**PROBLEM TO SOLVE**
Within the material below, tally every line that holds the word "metrics", then give the tally and nothing more.

**RECORDS FOR THIS TASK**
--- --- ---

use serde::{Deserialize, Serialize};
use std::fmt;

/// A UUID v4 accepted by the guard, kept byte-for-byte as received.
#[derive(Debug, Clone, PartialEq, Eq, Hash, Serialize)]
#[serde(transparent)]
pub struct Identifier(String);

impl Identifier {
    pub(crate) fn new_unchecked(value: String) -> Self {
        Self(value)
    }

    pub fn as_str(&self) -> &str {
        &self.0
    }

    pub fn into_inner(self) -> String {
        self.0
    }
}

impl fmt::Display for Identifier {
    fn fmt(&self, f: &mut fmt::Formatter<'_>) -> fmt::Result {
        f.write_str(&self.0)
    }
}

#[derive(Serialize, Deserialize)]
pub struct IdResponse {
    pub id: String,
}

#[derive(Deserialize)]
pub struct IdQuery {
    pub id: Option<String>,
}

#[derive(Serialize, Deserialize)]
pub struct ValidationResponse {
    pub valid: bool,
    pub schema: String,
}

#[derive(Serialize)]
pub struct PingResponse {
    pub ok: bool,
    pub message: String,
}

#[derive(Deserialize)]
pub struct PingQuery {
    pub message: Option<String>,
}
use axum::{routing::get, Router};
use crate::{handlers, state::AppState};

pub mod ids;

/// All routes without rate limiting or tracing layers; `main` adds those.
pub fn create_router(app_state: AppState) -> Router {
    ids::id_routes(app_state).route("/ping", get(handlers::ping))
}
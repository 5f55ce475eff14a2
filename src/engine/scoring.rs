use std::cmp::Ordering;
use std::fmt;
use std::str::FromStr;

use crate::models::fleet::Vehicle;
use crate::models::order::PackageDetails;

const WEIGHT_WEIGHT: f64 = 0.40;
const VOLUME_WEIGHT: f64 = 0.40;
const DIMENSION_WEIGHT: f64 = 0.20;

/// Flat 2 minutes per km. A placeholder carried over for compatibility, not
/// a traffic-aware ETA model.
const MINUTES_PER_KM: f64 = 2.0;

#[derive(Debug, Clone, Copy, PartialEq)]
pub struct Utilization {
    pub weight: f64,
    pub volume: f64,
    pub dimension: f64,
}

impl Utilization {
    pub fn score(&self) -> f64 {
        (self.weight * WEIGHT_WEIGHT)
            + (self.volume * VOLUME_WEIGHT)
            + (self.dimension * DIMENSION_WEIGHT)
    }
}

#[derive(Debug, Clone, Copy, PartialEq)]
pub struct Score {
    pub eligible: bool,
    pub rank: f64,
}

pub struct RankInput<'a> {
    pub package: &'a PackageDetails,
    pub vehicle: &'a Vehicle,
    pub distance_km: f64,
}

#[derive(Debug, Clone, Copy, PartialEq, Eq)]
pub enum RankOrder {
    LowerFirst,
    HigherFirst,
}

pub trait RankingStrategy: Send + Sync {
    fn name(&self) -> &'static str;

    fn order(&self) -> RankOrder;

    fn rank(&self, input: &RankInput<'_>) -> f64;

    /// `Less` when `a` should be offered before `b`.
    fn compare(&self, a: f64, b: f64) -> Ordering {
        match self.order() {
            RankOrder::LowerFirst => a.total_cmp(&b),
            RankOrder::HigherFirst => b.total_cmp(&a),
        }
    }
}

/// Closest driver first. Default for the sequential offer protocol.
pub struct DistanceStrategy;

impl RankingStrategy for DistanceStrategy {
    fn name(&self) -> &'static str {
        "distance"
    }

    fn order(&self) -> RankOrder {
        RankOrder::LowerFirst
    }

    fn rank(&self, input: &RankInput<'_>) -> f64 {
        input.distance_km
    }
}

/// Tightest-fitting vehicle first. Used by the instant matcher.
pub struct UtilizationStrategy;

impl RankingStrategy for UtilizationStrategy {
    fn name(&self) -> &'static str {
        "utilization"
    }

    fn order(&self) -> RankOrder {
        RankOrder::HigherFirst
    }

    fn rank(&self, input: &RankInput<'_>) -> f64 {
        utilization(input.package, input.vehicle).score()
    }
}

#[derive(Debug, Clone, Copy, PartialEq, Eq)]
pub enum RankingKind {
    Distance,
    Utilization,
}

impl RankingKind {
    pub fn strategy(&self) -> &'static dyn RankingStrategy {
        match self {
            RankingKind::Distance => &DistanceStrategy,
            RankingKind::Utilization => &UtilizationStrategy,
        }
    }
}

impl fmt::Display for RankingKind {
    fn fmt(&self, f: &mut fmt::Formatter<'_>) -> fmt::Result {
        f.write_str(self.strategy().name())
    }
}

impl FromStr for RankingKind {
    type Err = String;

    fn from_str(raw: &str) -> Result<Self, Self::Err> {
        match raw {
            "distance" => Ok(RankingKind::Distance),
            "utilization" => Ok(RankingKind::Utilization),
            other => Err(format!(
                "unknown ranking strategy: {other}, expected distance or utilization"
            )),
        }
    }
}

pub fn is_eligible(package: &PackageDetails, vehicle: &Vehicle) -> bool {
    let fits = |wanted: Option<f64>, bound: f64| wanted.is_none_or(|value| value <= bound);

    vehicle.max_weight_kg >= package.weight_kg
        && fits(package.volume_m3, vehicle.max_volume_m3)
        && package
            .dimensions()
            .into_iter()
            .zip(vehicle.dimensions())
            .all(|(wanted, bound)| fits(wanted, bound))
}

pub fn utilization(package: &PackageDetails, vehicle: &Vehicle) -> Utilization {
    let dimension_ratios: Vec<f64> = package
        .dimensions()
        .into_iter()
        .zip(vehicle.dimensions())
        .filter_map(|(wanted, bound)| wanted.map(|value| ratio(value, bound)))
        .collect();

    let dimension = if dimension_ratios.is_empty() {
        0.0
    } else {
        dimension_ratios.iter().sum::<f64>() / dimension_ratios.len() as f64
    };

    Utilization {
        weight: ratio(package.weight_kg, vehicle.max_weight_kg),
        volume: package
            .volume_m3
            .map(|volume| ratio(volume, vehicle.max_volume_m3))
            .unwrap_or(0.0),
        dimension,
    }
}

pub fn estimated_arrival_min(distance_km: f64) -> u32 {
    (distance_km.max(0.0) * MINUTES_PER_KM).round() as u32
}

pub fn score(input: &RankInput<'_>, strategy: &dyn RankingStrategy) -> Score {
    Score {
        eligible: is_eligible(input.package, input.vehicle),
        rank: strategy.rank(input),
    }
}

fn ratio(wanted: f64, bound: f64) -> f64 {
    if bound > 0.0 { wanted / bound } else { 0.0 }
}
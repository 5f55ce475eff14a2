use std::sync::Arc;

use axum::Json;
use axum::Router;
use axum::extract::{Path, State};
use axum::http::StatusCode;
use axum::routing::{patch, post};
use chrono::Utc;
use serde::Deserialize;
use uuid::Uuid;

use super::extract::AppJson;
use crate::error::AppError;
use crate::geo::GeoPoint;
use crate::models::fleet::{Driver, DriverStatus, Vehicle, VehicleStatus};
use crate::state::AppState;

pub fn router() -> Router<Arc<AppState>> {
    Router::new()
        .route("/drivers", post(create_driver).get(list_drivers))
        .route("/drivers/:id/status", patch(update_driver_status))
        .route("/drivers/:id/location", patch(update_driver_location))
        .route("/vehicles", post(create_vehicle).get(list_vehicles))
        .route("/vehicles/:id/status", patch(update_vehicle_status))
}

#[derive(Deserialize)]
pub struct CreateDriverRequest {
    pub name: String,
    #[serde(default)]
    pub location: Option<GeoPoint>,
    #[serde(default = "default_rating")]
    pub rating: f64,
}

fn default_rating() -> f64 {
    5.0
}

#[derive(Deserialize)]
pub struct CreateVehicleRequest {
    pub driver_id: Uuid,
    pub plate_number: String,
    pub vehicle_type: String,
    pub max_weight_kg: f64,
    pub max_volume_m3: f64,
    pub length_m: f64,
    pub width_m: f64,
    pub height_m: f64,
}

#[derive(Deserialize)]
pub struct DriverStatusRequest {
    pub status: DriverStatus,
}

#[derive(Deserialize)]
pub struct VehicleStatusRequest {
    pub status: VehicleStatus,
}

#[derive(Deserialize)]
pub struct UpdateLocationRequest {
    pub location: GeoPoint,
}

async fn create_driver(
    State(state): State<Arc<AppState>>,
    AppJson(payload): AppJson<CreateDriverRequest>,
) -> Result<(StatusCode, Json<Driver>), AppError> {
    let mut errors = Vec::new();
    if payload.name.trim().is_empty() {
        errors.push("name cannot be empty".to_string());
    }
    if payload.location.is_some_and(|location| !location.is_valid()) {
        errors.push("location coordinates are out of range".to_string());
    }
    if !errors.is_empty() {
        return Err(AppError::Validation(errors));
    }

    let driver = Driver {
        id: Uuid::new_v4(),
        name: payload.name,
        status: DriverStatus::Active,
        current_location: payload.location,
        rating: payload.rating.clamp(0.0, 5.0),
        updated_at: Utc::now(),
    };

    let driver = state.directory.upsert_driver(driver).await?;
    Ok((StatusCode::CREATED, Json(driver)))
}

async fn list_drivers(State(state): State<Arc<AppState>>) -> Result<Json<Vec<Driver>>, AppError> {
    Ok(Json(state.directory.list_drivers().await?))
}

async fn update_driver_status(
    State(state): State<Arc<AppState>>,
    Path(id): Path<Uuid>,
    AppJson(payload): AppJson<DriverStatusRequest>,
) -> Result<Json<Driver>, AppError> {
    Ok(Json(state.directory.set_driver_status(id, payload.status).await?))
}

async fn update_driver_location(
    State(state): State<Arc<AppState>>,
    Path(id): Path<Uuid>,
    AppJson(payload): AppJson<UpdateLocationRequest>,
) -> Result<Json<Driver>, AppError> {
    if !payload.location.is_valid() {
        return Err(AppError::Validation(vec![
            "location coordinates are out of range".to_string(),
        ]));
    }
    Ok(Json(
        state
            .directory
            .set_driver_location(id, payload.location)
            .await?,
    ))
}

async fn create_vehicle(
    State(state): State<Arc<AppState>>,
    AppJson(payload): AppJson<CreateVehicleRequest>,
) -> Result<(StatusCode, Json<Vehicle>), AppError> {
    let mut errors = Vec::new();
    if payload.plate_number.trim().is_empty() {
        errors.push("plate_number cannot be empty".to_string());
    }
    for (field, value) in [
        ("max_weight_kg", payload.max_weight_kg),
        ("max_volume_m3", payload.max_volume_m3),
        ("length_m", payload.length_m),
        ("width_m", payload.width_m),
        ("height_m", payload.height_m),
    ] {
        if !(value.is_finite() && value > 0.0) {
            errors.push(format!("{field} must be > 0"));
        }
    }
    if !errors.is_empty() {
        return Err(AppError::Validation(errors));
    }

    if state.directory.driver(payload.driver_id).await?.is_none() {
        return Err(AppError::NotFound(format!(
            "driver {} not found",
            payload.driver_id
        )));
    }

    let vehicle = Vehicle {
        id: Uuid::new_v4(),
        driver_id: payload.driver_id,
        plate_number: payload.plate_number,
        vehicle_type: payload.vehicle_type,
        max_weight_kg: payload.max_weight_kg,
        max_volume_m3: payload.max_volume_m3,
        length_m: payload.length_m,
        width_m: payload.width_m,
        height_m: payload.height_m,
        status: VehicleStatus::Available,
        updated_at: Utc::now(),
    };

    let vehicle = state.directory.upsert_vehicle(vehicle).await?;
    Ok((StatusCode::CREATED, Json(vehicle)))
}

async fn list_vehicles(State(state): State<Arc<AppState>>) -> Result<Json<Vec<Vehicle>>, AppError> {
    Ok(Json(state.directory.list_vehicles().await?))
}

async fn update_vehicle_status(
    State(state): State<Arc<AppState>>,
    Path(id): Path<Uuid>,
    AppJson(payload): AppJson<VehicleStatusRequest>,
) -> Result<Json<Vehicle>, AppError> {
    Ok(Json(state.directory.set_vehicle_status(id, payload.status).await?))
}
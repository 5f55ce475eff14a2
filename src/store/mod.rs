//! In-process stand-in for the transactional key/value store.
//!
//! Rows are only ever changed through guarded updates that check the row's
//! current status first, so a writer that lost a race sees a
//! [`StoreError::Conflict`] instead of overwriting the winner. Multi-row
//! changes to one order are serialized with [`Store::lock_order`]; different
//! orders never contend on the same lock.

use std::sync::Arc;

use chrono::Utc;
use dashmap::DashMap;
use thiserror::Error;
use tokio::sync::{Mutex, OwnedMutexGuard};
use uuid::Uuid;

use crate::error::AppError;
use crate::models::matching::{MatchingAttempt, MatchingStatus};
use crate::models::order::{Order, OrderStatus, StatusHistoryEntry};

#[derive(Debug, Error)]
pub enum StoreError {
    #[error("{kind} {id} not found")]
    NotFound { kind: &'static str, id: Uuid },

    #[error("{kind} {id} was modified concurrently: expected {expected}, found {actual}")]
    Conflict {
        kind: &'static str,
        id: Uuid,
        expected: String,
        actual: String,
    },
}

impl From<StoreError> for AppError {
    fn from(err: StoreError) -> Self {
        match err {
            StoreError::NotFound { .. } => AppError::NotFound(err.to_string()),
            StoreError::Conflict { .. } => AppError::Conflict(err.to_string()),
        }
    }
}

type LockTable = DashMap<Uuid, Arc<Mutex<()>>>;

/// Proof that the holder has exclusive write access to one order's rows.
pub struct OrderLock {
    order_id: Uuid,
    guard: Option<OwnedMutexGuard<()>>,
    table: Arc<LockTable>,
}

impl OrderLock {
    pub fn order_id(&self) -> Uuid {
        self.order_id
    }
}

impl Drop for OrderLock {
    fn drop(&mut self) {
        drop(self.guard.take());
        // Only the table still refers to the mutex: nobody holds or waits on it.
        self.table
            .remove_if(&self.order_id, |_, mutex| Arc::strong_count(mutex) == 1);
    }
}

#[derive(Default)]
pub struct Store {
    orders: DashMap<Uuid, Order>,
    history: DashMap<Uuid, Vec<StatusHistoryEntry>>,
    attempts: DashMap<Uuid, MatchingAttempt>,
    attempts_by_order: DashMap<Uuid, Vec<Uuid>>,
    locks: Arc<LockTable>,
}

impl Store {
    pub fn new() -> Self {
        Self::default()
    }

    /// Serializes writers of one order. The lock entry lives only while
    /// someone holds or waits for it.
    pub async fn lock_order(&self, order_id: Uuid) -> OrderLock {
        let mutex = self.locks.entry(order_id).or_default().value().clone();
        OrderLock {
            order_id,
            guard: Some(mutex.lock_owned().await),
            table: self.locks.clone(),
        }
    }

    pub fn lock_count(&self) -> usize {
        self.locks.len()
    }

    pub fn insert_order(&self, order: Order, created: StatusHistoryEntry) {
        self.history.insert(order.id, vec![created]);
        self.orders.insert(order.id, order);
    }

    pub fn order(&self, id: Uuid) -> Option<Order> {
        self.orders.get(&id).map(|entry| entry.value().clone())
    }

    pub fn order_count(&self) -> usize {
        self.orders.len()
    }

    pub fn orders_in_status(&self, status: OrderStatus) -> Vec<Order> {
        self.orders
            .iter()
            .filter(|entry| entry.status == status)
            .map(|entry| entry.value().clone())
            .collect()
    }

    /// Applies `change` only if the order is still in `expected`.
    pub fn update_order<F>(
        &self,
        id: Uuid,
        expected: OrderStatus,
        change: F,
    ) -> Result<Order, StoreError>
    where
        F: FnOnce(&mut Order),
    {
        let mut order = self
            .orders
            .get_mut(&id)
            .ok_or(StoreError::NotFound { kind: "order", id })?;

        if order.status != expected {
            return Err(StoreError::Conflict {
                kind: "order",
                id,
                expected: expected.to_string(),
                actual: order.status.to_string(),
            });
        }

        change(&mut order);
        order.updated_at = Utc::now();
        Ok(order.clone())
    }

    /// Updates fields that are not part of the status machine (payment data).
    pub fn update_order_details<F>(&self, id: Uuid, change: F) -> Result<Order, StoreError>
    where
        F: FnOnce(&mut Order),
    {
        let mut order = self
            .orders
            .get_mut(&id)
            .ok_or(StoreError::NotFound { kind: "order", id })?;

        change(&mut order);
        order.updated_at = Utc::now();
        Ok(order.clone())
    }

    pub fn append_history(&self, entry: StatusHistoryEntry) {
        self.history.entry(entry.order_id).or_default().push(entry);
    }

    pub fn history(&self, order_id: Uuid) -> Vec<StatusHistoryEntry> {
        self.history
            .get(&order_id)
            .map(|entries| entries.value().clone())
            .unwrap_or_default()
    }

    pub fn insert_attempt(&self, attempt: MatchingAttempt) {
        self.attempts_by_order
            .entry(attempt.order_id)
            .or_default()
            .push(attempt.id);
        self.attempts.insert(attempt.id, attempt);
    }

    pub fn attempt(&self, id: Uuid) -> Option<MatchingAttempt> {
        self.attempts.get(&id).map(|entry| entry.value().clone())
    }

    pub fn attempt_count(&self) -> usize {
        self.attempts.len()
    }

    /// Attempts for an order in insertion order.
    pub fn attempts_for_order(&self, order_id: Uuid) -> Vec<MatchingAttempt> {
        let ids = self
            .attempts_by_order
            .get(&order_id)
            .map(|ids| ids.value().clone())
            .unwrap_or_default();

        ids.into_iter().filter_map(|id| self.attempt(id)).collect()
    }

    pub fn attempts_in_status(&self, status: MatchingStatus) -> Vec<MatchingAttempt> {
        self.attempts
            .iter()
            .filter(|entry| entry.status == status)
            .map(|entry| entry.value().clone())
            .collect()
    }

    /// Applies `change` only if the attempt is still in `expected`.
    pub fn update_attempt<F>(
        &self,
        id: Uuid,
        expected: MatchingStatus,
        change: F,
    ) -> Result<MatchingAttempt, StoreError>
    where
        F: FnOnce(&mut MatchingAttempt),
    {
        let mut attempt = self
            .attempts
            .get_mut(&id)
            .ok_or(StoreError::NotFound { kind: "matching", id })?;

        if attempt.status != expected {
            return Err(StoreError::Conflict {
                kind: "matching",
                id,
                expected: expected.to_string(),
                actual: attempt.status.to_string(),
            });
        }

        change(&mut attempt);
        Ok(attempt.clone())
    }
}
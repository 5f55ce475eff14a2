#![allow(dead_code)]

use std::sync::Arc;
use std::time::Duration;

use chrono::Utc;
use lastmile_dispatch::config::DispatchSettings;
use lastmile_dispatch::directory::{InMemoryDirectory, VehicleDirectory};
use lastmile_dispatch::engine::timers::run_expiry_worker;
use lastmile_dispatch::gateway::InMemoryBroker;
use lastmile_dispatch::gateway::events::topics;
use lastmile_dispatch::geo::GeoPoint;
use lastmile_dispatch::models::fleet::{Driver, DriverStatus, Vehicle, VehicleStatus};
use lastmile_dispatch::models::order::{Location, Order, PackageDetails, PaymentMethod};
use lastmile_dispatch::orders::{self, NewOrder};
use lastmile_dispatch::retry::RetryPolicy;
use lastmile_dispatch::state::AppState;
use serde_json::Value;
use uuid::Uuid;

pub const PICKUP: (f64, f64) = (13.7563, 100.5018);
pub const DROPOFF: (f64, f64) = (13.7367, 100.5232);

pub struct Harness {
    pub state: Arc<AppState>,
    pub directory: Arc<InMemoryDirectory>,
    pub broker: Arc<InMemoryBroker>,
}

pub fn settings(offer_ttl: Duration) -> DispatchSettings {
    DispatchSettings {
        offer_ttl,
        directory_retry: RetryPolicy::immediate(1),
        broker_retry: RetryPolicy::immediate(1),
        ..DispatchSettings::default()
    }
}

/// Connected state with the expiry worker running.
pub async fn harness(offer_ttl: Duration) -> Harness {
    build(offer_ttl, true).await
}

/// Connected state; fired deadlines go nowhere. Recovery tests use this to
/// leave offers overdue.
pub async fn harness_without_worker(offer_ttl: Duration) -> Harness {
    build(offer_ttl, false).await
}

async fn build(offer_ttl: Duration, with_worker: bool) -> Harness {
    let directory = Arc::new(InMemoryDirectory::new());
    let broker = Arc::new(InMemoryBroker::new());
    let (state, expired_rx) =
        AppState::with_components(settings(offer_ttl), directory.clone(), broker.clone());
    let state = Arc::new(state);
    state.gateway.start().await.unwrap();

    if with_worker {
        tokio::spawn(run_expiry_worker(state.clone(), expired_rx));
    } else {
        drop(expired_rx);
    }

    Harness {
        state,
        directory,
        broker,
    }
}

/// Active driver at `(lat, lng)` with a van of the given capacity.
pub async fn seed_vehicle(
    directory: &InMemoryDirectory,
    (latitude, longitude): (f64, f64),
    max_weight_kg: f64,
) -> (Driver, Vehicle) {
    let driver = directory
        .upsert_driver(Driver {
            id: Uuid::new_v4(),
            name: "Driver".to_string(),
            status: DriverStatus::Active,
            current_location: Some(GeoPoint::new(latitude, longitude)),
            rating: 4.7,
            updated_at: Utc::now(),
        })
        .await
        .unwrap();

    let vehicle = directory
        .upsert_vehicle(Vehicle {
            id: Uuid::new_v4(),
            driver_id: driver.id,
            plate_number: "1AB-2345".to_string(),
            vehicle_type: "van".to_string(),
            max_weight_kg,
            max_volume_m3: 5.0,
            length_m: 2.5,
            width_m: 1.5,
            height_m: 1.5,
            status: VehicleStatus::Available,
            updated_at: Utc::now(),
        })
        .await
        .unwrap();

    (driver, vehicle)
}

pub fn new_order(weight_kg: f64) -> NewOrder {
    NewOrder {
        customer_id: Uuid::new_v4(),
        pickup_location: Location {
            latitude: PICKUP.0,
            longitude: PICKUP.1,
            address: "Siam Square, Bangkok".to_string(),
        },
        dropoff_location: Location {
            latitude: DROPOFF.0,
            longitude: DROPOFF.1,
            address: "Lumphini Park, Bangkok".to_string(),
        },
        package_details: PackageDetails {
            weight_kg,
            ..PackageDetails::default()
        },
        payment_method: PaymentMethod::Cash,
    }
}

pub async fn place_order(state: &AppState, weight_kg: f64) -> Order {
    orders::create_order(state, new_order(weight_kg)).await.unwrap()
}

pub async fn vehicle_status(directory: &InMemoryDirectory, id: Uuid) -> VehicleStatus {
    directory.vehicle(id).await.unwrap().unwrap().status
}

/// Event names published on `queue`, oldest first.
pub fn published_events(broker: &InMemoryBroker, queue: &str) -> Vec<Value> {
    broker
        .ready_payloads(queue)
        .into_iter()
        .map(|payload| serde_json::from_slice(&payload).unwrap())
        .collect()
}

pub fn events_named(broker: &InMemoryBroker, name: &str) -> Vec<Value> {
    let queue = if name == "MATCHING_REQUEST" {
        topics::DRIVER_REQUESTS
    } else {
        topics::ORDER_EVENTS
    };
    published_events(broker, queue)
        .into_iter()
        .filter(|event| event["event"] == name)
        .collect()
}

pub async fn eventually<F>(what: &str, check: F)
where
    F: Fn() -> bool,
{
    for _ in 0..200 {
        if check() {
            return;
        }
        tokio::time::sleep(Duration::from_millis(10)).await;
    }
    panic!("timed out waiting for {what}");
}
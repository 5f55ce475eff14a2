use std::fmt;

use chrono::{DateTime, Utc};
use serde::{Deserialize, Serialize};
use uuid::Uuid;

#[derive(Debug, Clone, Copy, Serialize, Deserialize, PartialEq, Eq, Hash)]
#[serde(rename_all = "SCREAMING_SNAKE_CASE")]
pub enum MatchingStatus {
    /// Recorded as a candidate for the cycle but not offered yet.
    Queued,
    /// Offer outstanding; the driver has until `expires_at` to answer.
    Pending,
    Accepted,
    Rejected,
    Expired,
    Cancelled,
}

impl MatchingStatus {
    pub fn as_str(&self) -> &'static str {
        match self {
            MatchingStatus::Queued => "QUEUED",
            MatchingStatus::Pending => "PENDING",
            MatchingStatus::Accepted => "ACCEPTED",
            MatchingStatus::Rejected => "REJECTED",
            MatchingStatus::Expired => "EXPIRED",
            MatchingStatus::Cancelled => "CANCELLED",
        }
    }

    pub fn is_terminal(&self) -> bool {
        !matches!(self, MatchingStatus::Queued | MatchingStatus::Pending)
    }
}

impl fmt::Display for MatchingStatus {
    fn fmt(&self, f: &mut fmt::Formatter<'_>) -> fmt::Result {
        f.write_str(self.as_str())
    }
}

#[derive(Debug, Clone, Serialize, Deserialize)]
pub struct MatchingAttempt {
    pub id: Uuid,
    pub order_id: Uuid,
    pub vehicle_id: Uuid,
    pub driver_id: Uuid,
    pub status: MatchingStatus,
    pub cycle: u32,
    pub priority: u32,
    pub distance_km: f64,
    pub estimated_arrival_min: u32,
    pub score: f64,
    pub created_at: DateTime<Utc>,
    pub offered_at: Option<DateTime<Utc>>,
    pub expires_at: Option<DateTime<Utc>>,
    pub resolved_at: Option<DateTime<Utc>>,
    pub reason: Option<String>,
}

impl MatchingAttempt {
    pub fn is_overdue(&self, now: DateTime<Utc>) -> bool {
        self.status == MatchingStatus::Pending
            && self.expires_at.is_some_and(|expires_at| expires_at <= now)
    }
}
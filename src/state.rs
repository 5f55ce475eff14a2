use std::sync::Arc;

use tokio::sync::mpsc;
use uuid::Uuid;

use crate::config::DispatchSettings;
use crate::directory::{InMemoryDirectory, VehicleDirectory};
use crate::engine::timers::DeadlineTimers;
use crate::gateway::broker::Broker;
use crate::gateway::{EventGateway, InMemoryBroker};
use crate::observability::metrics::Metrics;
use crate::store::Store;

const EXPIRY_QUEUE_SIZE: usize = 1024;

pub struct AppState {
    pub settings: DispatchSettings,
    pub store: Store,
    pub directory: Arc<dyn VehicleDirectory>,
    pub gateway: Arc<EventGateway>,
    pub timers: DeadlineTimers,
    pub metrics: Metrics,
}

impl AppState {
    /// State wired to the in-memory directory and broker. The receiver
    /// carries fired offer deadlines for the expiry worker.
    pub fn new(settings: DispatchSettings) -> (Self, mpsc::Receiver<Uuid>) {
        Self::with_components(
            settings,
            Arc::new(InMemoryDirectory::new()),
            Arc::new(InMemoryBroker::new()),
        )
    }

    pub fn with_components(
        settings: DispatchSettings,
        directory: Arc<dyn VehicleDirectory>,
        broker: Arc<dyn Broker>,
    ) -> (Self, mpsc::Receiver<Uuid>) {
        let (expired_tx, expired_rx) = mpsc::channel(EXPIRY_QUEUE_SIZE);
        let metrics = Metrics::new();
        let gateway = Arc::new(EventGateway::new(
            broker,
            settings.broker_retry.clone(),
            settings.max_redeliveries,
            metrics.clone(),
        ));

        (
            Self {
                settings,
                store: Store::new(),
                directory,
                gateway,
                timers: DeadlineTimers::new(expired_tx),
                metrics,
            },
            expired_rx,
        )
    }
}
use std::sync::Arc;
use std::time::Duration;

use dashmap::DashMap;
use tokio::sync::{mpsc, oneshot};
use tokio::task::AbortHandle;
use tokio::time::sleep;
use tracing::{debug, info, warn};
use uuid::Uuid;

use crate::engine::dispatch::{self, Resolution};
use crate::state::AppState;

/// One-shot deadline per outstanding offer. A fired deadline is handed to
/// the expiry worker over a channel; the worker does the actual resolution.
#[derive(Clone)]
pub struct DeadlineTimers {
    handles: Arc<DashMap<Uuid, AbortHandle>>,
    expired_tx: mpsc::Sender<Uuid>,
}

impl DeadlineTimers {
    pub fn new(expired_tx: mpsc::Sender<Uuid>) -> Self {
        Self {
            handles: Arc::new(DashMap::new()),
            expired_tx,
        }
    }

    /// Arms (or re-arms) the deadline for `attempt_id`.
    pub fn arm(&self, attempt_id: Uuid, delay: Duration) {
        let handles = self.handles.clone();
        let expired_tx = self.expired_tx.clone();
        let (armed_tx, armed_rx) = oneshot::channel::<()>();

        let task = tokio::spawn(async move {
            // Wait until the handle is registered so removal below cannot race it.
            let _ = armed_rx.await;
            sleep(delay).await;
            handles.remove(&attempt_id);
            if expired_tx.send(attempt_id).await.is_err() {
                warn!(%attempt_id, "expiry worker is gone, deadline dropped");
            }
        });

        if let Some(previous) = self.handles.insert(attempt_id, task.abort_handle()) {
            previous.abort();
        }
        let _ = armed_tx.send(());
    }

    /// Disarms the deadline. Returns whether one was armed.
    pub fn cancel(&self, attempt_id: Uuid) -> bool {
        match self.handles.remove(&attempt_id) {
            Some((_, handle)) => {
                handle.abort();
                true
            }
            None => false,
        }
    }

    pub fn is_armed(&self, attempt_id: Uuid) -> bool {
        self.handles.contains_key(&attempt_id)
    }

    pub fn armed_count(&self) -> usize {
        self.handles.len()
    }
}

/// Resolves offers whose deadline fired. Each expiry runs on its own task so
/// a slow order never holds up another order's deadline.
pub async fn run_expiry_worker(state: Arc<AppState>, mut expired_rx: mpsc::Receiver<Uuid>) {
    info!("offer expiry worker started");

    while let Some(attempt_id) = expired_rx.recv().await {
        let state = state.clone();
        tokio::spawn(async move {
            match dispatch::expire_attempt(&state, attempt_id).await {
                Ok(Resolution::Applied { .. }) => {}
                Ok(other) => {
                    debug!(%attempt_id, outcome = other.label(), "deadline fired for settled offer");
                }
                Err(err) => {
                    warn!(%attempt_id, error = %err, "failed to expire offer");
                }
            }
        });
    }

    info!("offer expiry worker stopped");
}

--- --- ---

**THE COMPLETED TASK**
5